**WORK INSTRUCTIONS:** Consider each line of the material below and note whether it holds "match". State how many do, and nothing else.
EXTRACTED INFORMATION Start Marker
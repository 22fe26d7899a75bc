//! FFI bindings for Healthprint
//!
//! C-compatible entry points for calling the engine from other languages.
//! Strings are null-terminated; every returned string is heap allocated and
//! must be released with `hp_free_string`.

use std::cell::RefCell;
use std::ffi::{CStr, CString};
use std::os::raw::c_char;
use std::ptr;

use crate::config::EngineConfig;
use crate::error::HealthprintError;
use crate::pipeline::AnalysisEngine;
use crate::rules::validate_batch;
use crate::types::ProfileInput;

thread_local! {
    static LAST_ERROR: RefCell<Option<CString>> = const { RefCell::new(None) };
}

fn set_last_error(msg: &str) {
    LAST_ERROR.with(|e| {
        *e.borrow_mut() = CString::new(msg).ok();
    });
}

fn clear_last_error() {
    LAST_ERROR.with(|e| {
        *e.borrow_mut() = None;
    });
}

unsafe fn cstr_to_string(ptr: *const c_char) -> Option<String> {
    if ptr.is_null() {
        return None;
    }
    CStr::from_ptr(ptr).to_str().ok().map(|s| s.to_string())
}

fn string_to_cstr(s: &str) -> *mut c_char {
    match CString::new(s) {
        Ok(cstr) => cstr.into_raw(),
        Err(_) => {
            set_last_error("Output contains an interior NUL byte");
            ptr::null_mut()
        }
    }
}

/// Convert an engine result into an owned C string, recording failures
fn finish(result: Result<String, HealthprintError>) -> *mut c_char {
    match result {
        Ok(json) => string_to_cstr(&json),
        Err(e) => {
            set_last_error(&e.to_string());
            ptr::null_mut()
        }
    }
}

// ============================================================================
// Analysis
// ============================================================================

/// Analyze a JSON profile and return the analysis result as JSON.
///
/// # Safety
/// - `profile_json` and `display_name` must be valid null-terminated C strings.
/// - Returns a newly allocated string that must be freed with `hp_free_string`.
/// - Returns NULL on error; call `hp_last_error` to get the error message.
#[no_mangle]
pub unsafe extern "C" fn hp_generate_analysis(
    profile_json: *const c_char,
    display_name: *const c_char,
) -> *mut c_char {
    clear_last_error();

    let Some(profile) = cstr_to_string(profile_json) else {
        set_last_error("Invalid profile string pointer");
        return ptr::null_mut();
    };
    let Some(name) = cstr_to_string(display_name) else {
        set_last_error("Invalid display name string pointer");
        return ptr::null_mut();
    };

    finish(AnalysisEngine::new().analyze_json(&profile, &name))
}

/// Analyze a JSON profile with a JSON engine configuration.
///
/// # Safety
/// - `profile_json`, `display_name` and `config_json` must be valid
///   null-terminated C strings.
/// - Returns a newly allocated string that must be freed with `hp_free_string`.
/// - Returns NULL on error; call `hp_last_error` to get the error message.
#[no_mangle]
pub unsafe extern "C" fn hp_generate_analysis_with_config(
    profile_json: *const c_char,
    display_name: *const c_char,
    config_json: *const c_char,
) -> *mut c_char {
    clear_last_error();

    let Some(profile) = cstr_to_string(profile_json) else {
        set_last_error("Invalid profile string pointer");
        return ptr::null_mut();
    };
    let Some(name) = cstr_to_string(display_name) else {
        set_last_error("Invalid display name string pointer");
        return ptr::null_mut();
    };
    let Some(config) = cstr_to_string(config_json) else {
        set_last_error("Invalid config string pointer");
        return ptr::null_mut();
    };

    finish(
        EngineConfig::from_json(&config)
            .and_then(AnalysisEngine::with_config)
            .and_then(|engine| engine.analyze_json(&profile, &name)),
    )
}

/// Run the validation rule registry over a JSON array of profiles and return
/// the batch report as JSON.
///
/// # Safety
/// - `profiles_json` must be a valid null-terminated C string.
/// - Returns a newly allocated string that must be freed with `hp_free_string`.
/// - Returns NULL on error; call `hp_last_error` to get the error message.
#[no_mangle]
pub unsafe extern "C" fn hp_validate_batch(profiles_json: *const c_char) -> *mut c_char {
    clear_last_error();

    let Some(json) = cstr_to_string(profiles_json) else {
        set_last_error("Invalid profiles string pointer");
        return ptr::null_mut();
    };

    finish(
        serde_json::from_str::<Vec<ProfileInput>>(&json)
            .map_err(HealthprintError::from)
            .and_then(|profiles| {
                let report = validate_batch(&profiles, &AnalysisEngine::new());
                Ok(serde_json::to_string(&report)?)
            }),
    )
}

// ============================================================================
// Memory Management
// ============================================================================

/// Free a string returned by Healthprint functions.
///
/// # Safety
/// - `ptr` must be a valid pointer returned by a Healthprint function, or NULL.
/// - After calling this function, the pointer is invalid.
#[no_mangle]
pub unsafe extern "C" fn hp_free_string(ptr: *mut c_char) {
    if !ptr.is_null() {
        drop(CString::from_raw(ptr));
    }
}

// ============================================================================
// Error Handling
// ============================================================================

/// Get the last error message.
///
/// # Safety
/// - Returns a pointer to a thread-local error string.
/// - The pointer is valid until the next Healthprint call on this thread.
/// - Do NOT free the returned pointer.
/// - Returns NULL if no error occurred.
#[no_mangle]
pub unsafe extern "C" fn hp_last_error() -> *const c_char {
    LAST_ERROR.with(|e| match &*e.borrow() {
        Some(cstr) => cstr.as_ptr(),
        None => ptr::null(),
    })
}

/// Get the engine version.
///
/// # Safety
/// - Returns a pointer to a static string. Do NOT free.
#[no_mangle]
pub unsafe extern "C" fn hp_version() -> *const c_char {
    static VERSION: &[u8] = concat!(env!("CARGO_PKG_VERSION"), "\0").as_bytes();
    VERSION.as_ptr() as *const c_char
}

#[cfg(test)]
mod tests {
    use super::*;

    fn sample_profile_json() -> CString {
        CString::new(
            r#"{
                "demographics": { "age": 38, "weightKg": 84.0, "heightCm": 170.0, "gender": "female" },
                "healthMetrics": { "hydration": 6, "sleep": 5, "exercise": 4, "nutrition": 6 },
                "lifestyle": { "stressLevel": "moderate", "urgencyLevel": "medium" },
                "medicalData": { "conditions": ["diabetes_type2"], "hasCriticalConditions": false }
            }"#,
        )
        .unwrap()
    }

    unsafe fn take_string(ptr: *mut c_char) -> String {
        assert!(!ptr.is_null());
        let s = CStr::from_ptr(ptr).to_str().unwrap().to_string();
        hp_free_string(ptr);
        s
    }

    #[test]
    fn test_ffi_generate_analysis() {
        let profile = sample_profile_json();
        let name = CString::new("Riley").unwrap();

        unsafe {
            let result = hp_generate_analysis(profile.as_ptr(), name.as_ptr());
            let json = take_string(result);
            let value: serde_json::Value = serde_json::from_str(&json).unwrap();
            assert_eq!(value["userProfile"]["displayName"], "Riley");
            assert_eq!(value["conditionAnalysis"]["hasDiabetes"], true);
            assert!(hp_last_error().is_null());
        }
    }

    #[test]
    fn test_ffi_invalid_profile_sets_error() {
        let profile = CString::new(r#"{"demographics": {}}"#).unwrap();
        let name = CString::new("Riley").unwrap();

        unsafe {
            let result = hp_generate_analysis(profile.as_ptr(), name.as_ptr());
            assert!(result.is_null());

            let error = hp_last_error();
            assert!(!error.is_null());
            let message = CStr::from_ptr(error).to_str().unwrap();
            assert!(message.contains("Invalid JSON"));
        }
    }

    #[test]
    fn test_ffi_null_pointer() {
        let name = CString::new("Riley").unwrap();
        unsafe {
            let result = hp_generate_analysis(ptr::null(), name.as_ptr());
            assert!(result.is_null());
            let message = CStr::from_ptr(hp_last_error()).to_str().unwrap();
            assert_eq!(message, "Invalid profile string pointer");
        }
    }

    #[test]
    fn test_ffi_with_config() {
        let profile = sample_profile_json();
        let name = CString::new("Riley").unwrap();
        let mut config = EngineConfig::default();
        config.steps.ceiling = 7_000;
        let config = CString::new(config.to_json().unwrap()).unwrap();

        unsafe {
            let result =
                hp_generate_analysis_with_config(profile.as_ptr(), name.as_ptr(), config.as_ptr());
            let value: serde_json::Value = serde_json::from_str(&take_string(result)).unwrap();
            assert!(
                value["personalizedTargets"]["steps"]["targetSteps"]
                    .as_u64()
                    .unwrap()
                    <= 7_000
            );
        }
    }

    #[test]
    fn test_ffi_rejects_invalid_config() {
        let profile = sample_profile_json();
        let name = CString::new("Riley").unwrap();
        let config = CString::new(r#"{"projection": {"weeks": 4}}"#).unwrap();

        unsafe {
            let result =
                hp_generate_analysis_with_config(profile.as_ptr(), name.as_ptr(), config.as_ptr());
            assert!(result.is_null());
            assert!(!hp_last_error().is_null());
        }
    }

    #[test]
    fn test_ffi_validate_batch() {
        let profiles = format!("[{}]", sample_profile_json().to_str().unwrap());
        let profiles = CString::new(profiles).unwrap();

        unsafe {
            let report = take_string(hp_validate_batch(profiles.as_ptr()));
            let value: serde_json::Value = serde_json::from_str(&report).unwrap();
            assert_eq!(value["totalProfiles"], 1);
            assert!(value["totalChecks"].as_u64().unwrap() > 0);
        }
    }

    #[test]
    fn test_interior_nul_output_sets_error() {
        clear_last_error();
        let result = string_to_cstr("{\"name\":\"a\0b\"}");
        assert!(result.is_null());

        unsafe {
            let error = hp_last_error();
            assert!(!error.is_null());
            let message = CStr::from_ptr(error).to_str().unwrap();
            assert_eq!(message, "Output contains an interior NUL byte");
        }
    }

    #[test]
    fn test_ffi_version() {
        unsafe {
            let version = CStr::from_ptr(hp_version()).to_str().unwrap();
            assert_eq!(version, env!("CARGO_PKG_VERSION"));
        }
    }
}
EXTRACTED INFORMATION End Marker
**RESULT OF THIS EXERCISE:** 3